Why Nevada Needs Climate Action Now

By making critical climate investments, the Build Back Better Act will create millions of good-paying jobs, lower energy costs for families by roughly $500 a year, invest in disadvantaged communities and tackle the climate crisis. Not only are Nevadans demanding climate action now, with 76% of registered voters supporting Congressional action on climate change, they are experiencing the devastating impacts of climate change. Temperatures across Nevada reached record highs this summer, demonstrating precisely why Congress must act now and pass the Build Back Better Act to secure Nevada’s future. Here’s why Nevada needs the climate investments in the Build Back Better Act now: 

Voters in Nevada want solutions to the climate crisis.

  • 80% of registered voters in Nevada support investments in clean energy jobs and 76% support Congressional climate action. 
  • 83% of Nevada voters support the use of federal funds to combat the climate crisis and invest in efforts to make communities more resilient to the impacts of climate change. 
  • 77% of registered voters in Nevada support tax incentives to make clean energy sources like wind and solar widely available at lower costs, and 75% of voters support rewarding electric utilities that generate more electricity every year from clean energy sources. 

Investing in clean energy means jobs for Nevada.

  • In 2020, Nevada was home to 39,927 clean energy jobs, including 18,723 jobs in generating renewable electricity, 9,209 jobs in energy storage, 10,656 jobs in energy efficiency, and 1,339 jobs in clean vehicles. 
  • One report published in 2020 found that even modest federal clean energy stimulus investments could generate 7,867 jobs in Nevada per year over a 5 year period.

Nevadans are already feeling the impacts of climate change.

  • Nevada is currently facing an immense water crisis, with low levels in Lake Mead forcing the state to reduce its water allocation by nearly 7 billion gallons in 2022. 
  • This summer brought record-breaking heat to much of the West, and Colorado was no exception. Las Vegas, Carson City and Reno all saw record high temperatures. Last year, Las Vegas witnessed its warmest year on record, and Reno recorded its 9th driest year. 
  • Since the 1970’s the average number of fires over 1,000 acres each year has doubled in Nevada, and in August 2021, several counties in Nevada recorded their worst recorded air quality index due to wildfire smoke.

If we do nothing, it will get worse for communities across the state and cost billions.

  • By 2050, Nevada is projected to see nearly 30 days of extreme heat a year, with heat wave days projected to increase from 15 to almost 55 days annually.
  • Climate change could cost Nevada $786 million by 2030 and up to $4 billion by 2050 if the state fails to hit its carbon emission targets. Climate change is also projected to cause a 32% loss in crop yields in Nevada, including a 32% loss in grain production. 
  • Intense drought, combined with extreme temperatures, create tinderbox-like conditions for wildfires in Nevada. By 2050, the number of days with high wildfire potential in the state is projected to jump to 80.

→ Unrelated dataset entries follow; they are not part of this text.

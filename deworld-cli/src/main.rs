//! The `deworld` command-line client.
//!
//! # Usage
//!
//! ```bash
//! # Connect and show account, network and balance
//! deworld connect
//!
//! # Move the wallet to zkSync Sepolia, adding the chain if needed
//! deworld switch-network
//!
//! # Buy two units of product 7, gas paid in the stablecoin
//! deworld buy 7 --quantity 2 --pay paymaster
//!
//! # Configure logging level
//! RUST_LOG=debug deworld history
//! ```
//!
//! # Environment Variables
//!
//! - `CONFIG` - Path to TOML configuration file (default: `deworld.toml`)
//! - `WALLET_PRIVATE_KEY` - Wallet key, overriding the configured one
//! - `DEWORLD_INDEXER_URL` - Indexing-service endpoint override
//! - `RUST_LOG` - Log level filter (default: `info`)
//!
//! A `.env` file in the working directory is loaded first.

use std::sync::Arc;

use clap::Parser;
use deworld_cli::App;
use deworld_cli::cli::Cli;
use deworld_cli::config::CliConfig;
use deworld_cli::console::ConsoleNotifier;
use tracing_subscriber::EnvFilter;

#[tokio::main]
async fn main() {
    // A missing .env file is fine.
    dotenvy::dotenv().ok();

    tracing_subscriber::fmt()
        .with_env_filter(
            EnvFilter::try_from_default_env().unwrap_or_else(|_| EnvFilter::new("info")),
        )
        .with_writer(std::io::stderr)
        .init();

    let cli = Cli::parse();
    if let Err(e) = run(cli).await {
        tracing::error!("deworld failed: {e}");
        std::process::exit(1);
    }
}

async fn run(cli: Cli) -> Result<(), Box<dyn std::error::Error>> {
    let mut config = CliConfig::load_from(&cli.config)?;
    if let Some(url) = cli.indexer_url {
        config.indexer_url = url;
    }
    if let Some(key) = cli.private_key {
        config.private_key = key;
    }
    tracing::info!(
        config = %cli.config.display(),
        chain = %config.market.required_chain(),
        indexer = %config.indexer_url,
        "Loaded configuration"
    );

    let app = App::new(config, Arc::new(ConsoleNotifier))?.with_auto_switch(cli.switch);
    app.execute(cli.command).await?;
    Ok(())
}
//! Private-key wallet for headless use.
//!
//! [`LocalWallet`] stands in for an injected browser wallet: it owns one
//! signer and a provider per known chain, and answers the same requests an
//! EIP-1193 wallet would. Chains must be added before they can be selected.

use std::collections::HashMap;
use std::sync::{Mutex, PoisonError, RwLock};

use alloy_dyn_abi::TypedData;
use alloy_network::{EthereumWallet, TransactionBuilder};
use alloy_primitives::{Address, Bytes, TxHash};
use alloy_provider::{DynProvider, Provider, ProviderBuilder};
use alloy_rpc_types_eth::TransactionRequest;
use alloy_signer::Signer;
use alloy_signer_local::{LocalSignerError, PrivateKeySigner};
use alloy_transport::TransportError;
use deworld::chain::{ChainId, ChainMetadata};
use deworld::wallet::{ProviderRpcError, TransactionCall, WalletProvider};
use tokio::sync::broadcast;
use url::Url;

/// Errors constructing a [`LocalWallet`].
#[derive(Debug, thiserror::Error)]
pub enum LocalWalletError {
    /// The private key could not be parsed.
    #[error("invalid private key: {0}")]
    InvalidKey(#[from] LocalSignerError),
    /// The chain metadata lists no RPC endpoint.
    #[error("chain {0} has no rpc url")]
    NoRpcUrl(ChainId),
    /// The RPC endpoint is not a valid URL.
    #[error("invalid rpc url: {0}")]
    InvalidRpcUrl(#[from] url::ParseError),
}

/// Single-key wallet backed by alloy providers.
pub struct LocalWallet {
    signer: PrivateKeySigner,
    chains: RwLock<HashMap<ChainId, DynProvider>>,
    active: Mutex<ChainId>,
    changes: broadcast::Sender<ChainId>,
}

impl std::fmt::Debug for LocalWallet {
    fn fmt(&self, f: &mut std::fmt::Formatter<'_>) -> std::fmt::Result {
        f.debug_struct("LocalWallet")
            .field("address", &self.signer.address())
            .field("active", &self.active_chain())
            .finish_non_exhaustive()
    }
}

impl LocalWallet {
    /// Creates a wallet whose active chain is `chain`.
    ///
    /// # Errors
    ///
    /// Returns an error if `chain` has no usable RPC URL.
    pub fn new(signer: PrivateKeySigner, chain: &ChainMetadata) -> Result<Self, LocalWalletError> {
        let provider = connect(&signer, chain)?;
        let (changes, _) = broadcast::channel(16);
        Ok(Self {
            signer,
            chains: RwLock::new(HashMap::from([(chain.chain_id, provider)])),
            active: Mutex::new(chain.chain_id),
            changes,
        })
    }

    /// Creates a wallet from a hex-encoded private key.
    ///
    /// # Errors
    ///
    /// Returns an error if the key is malformed or `chain` has no usable RPC URL.
    pub fn from_private_key(key: &str, chain: &ChainMetadata) -> Result<Self, LocalWalletError> {
        let signer: PrivateKeySigner = key.trim().parse()?;
        Self::new(signer, chain)
    }

    /// The signing account.
    #[must_use]
    pub fn address(&self) -> Address {
        self.signer.address()
    }

    fn active_chain(&self) -> ChainId {
        *self.active.lock().unwrap_or_else(PoisonError::into_inner)
    }

    fn select(&self, chain_id: ChainId) {
        *self.active.lock().unwrap_or_else(PoisonError::into_inner) = chain_id;
        // No subscribers is fine.
        let _ = self.changes.send(chain_id);
    }

    fn active_provider(&self) -> Result<DynProvider, ProviderRpcError> {
        let chain_id = self.active_chain();
        self.chains
            .read()
            .unwrap_or_else(PoisonError::into_inner)
            .get(&chain_id)
            .cloned()
            .ok_or_else(|| ProviderRpcError::new(ProviderRpcError::DISCONNECTED, "no active chain"))
    }

    fn check_account(&self, from: Address) -> Result<(), ProviderRpcError> {
        if from == self.signer.address() {
            Ok(())
        } else {
            Err(ProviderRpcError::new(
                ProviderRpcError::UNAUTHORIZED,
                format!("account {from} is not managed by this wallet"),
            ))
        }
    }
}

fn connect(signer: &PrivateKeySigner, chain: &ChainMetadata) -> Result<DynProvider, LocalWalletError> {
    let url: Url = chain
        .rpc_urls
        .first()
        .ok_or(LocalWalletError::NoRpcUrl(chain.chain_id))?
        .parse()?;
    #[cfg(feature = "telemetry")]
    tracing::info!(chain = %chain.chain_id, rpc_url = %url, "Using HTTP transport");
    Ok(ProviderBuilder::new()
        .wallet(EthereumWallet::from(signer.clone()))
        .connect_http(url)
        .erased())
}

/// Surfaces a JSON-RPC error object as a wallet error, keeping its code.
fn rpc_error(err: &TransportError) -> ProviderRpcError {
    err.as_error_resp().map_or_else(
        || ProviderRpcError::new(ProviderRpcError::DISCONNECTED, err.to_string()),
        |payload| ProviderRpcError::new(payload.code, payload.message.to_string()),
    )
}

impl WalletProvider for LocalWallet {
    async fn request_accounts(&self) -> Result<Vec<Address>, ProviderRpcError> {
        Ok(vec![self.signer.address()])
    }

    async fn chain_id(&self) -> Result<ChainId, ProviderRpcError> {
        Ok(self.active_chain())
    }

    async fn switch_chain(&self, chain_id: ChainId) -> Result<(), ProviderRpcError> {
        let known = self
            .chains
            .read()
            .unwrap_or_else(PoisonError::into_inner)
            .contains_key(&chain_id);
        if !known {
            return Err(ProviderRpcError::unrecognized_chain(chain_id));
        }
        self.select(chain_id);
        Ok(())
    }

    async fn add_chain(&self, chain: &ChainMetadata) -> Result<(), ProviderRpcError> {
        let provider =
            connect(&self.signer, chain).map_err(|e| ProviderRpcError::internal(e.to_string()))?;
        self.chains
            .write()
            .unwrap_or_else(PoisonError::into_inner)
            .insert(chain.chain_id, provider);
        self.select(chain.chain_id);
        Ok(())
    }

    fn chain_changes(&self) -> broadcast::Receiver<ChainId> {
        self.changes.subscribe()
    }

    async fn send_transaction(&self, tx: TransactionCall) -> Result<TxHash, ProviderRpcError> {
        self.check_account(tx.from)?;
        let provider = self.active_provider()?;
        let request = TransactionRequest::default()
            .with_from(tx.from)
            .with_to(tx.to)
            .with_input(tx.data)
            .with_value(tx.value);
        let pending = provider
            .send_transaction(request)
            .await
            .map_err(|e| rpc_error(&e))?;
        Ok(*pending.tx_hash())
    }

    async fn sign_typed_data(
        &self,
        from: Address,
        typed_data: &serde_json::Value,
    ) -> Result<Bytes, ProviderRpcError> {
        self.check_account(from)?;
        let typed: TypedData = serde_json::from_value(typed_data.clone())
            .map_err(|e| ProviderRpcError::internal(format!("invalid typed data: {e}")))?;
        let hash = typed
            .eip712_signing_hash()
            .map_err(|e| ProviderRpcError::internal(format!("invalid typed data: {e}")))?;
        let signature = self
            .signer
            .sign_hash(&hash)
            .await
            .map_err(|e| ProviderRpcError::internal(e.to_string()))?;
        Ok(Bytes::from(signature.as_bytes().to_vec()))
    }
}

Climate change and fossil fuel pollution have a disproportionate impact on people of color in Nevada.

  • Nevada’s air is among some of the worst in the nation. 94% of Nevada’s Hispanic population lives in counties that received an “F” grade for ozone, and 82% live counties that received an “F” for particle pollution in 2020. In 2012, air pollution led to 97 premature deaths and $898 million in health costs, and in Clark County, African American and Hispanic students have the highest asthma rates.
  • Native communities are disproportionately impacted by pollution from mining operations in Nevada, with studies showing that Native Americans living near abandoned uranium mines are at increased risk of kidney disease, hypertension, and other chronic illnesses.
  • Reno and Las Vegas are the fastest warming cities in the nation. Las Vegas also has the most intense summer urban heat island effect out of all U.S. cities, which was exacerbated by the addition of hundreds of miles of heat-absorbing asphalt and concrete in the mid-2000’s housing boom.  

The Build Back Better Act will help reduce climate pollution and create jobs while investing in disadvantaged communities. 

  • The Build Back Better Act will put our clean energy economy into hyperdrive, including through clean energy tax incentives that will also create jobs and reduce climate pollution.
  •  The Build Back Better Act will make direct investments in  low-income and disadvantaged communities, who have historically bore the burden of pollution and are the most vulnerable to climate change impacts. 
  • The Build Back Better Act will create millions of jobs and invest in workforce development to train workers for better jobs. These programs will also train a more diverse workforce that will address climate change and focus on community resilience projects around the country.
  • The Build Back Better Act will lower household energy costs by investing in clean energy, energy efficiency and home weatherization programs. A report from the Rhodium Group found that the average U.S. household would save roughly $500 a year in energy costs under the Build Back Better Act.